*Stored items:*
- - -

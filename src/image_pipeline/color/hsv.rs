//! RGB to HSV conversion

/// Hue in degrees `[0, 360)`, saturation and value in `[0, 1]`.
#[derive(Debug, Clone, Copy, PartialEq)]
pub struct Hsv {
    pub hue: f64,
    pub saturation: f64,
    pub value: f64,
}

/// Converts an 8-bit RGB triple to HSV.
///
/// Black and grays have no defined hue; both report `hue = 0`.
pub fn rgb_to_hsv(r: u8, g: u8, b: u8) -> Hsv {
    let r = r as f64 / 255.0;
    let g = g as f64 / 255.0;
    let b = b as f64 / 255.0;

    let max = r.max(g).max(b);
    let min = r.min(g).min(b);
    let delta = max - min;

    let value = max;
    if max == 0.0 {
        return Hsv {
            hue: 0.0,
            saturation: 0.0,
            value,
        };
    }

    let saturation = delta / max;
    if delta == 0.0 {
        return Hsv {
            hue: 0.0,
            saturation,
            value,
        };
    }

    // Ties resolve red first, then green.
    let mut hue = if r == max {
        60.0 * ((g - b) / delta)
    } else if g == max {
        60.0 * (2.0 + (b - r) / delta)
    } else {
        60.0 * (4.0 + (r - g) / delta)
    };
    if hue < 0.0 {
        hue += 360.0;
    }

    Hsv {
        hue,
        saturation,
        value,
    }
}
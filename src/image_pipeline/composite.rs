//! Compositing module

mod porter_duff;

pub use porter_duff::{Compositor, over, over_pixel};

- - -

*The task:* Please say how many lines in the records above contain the word "filename". Give the number alone.

*Response below:* 2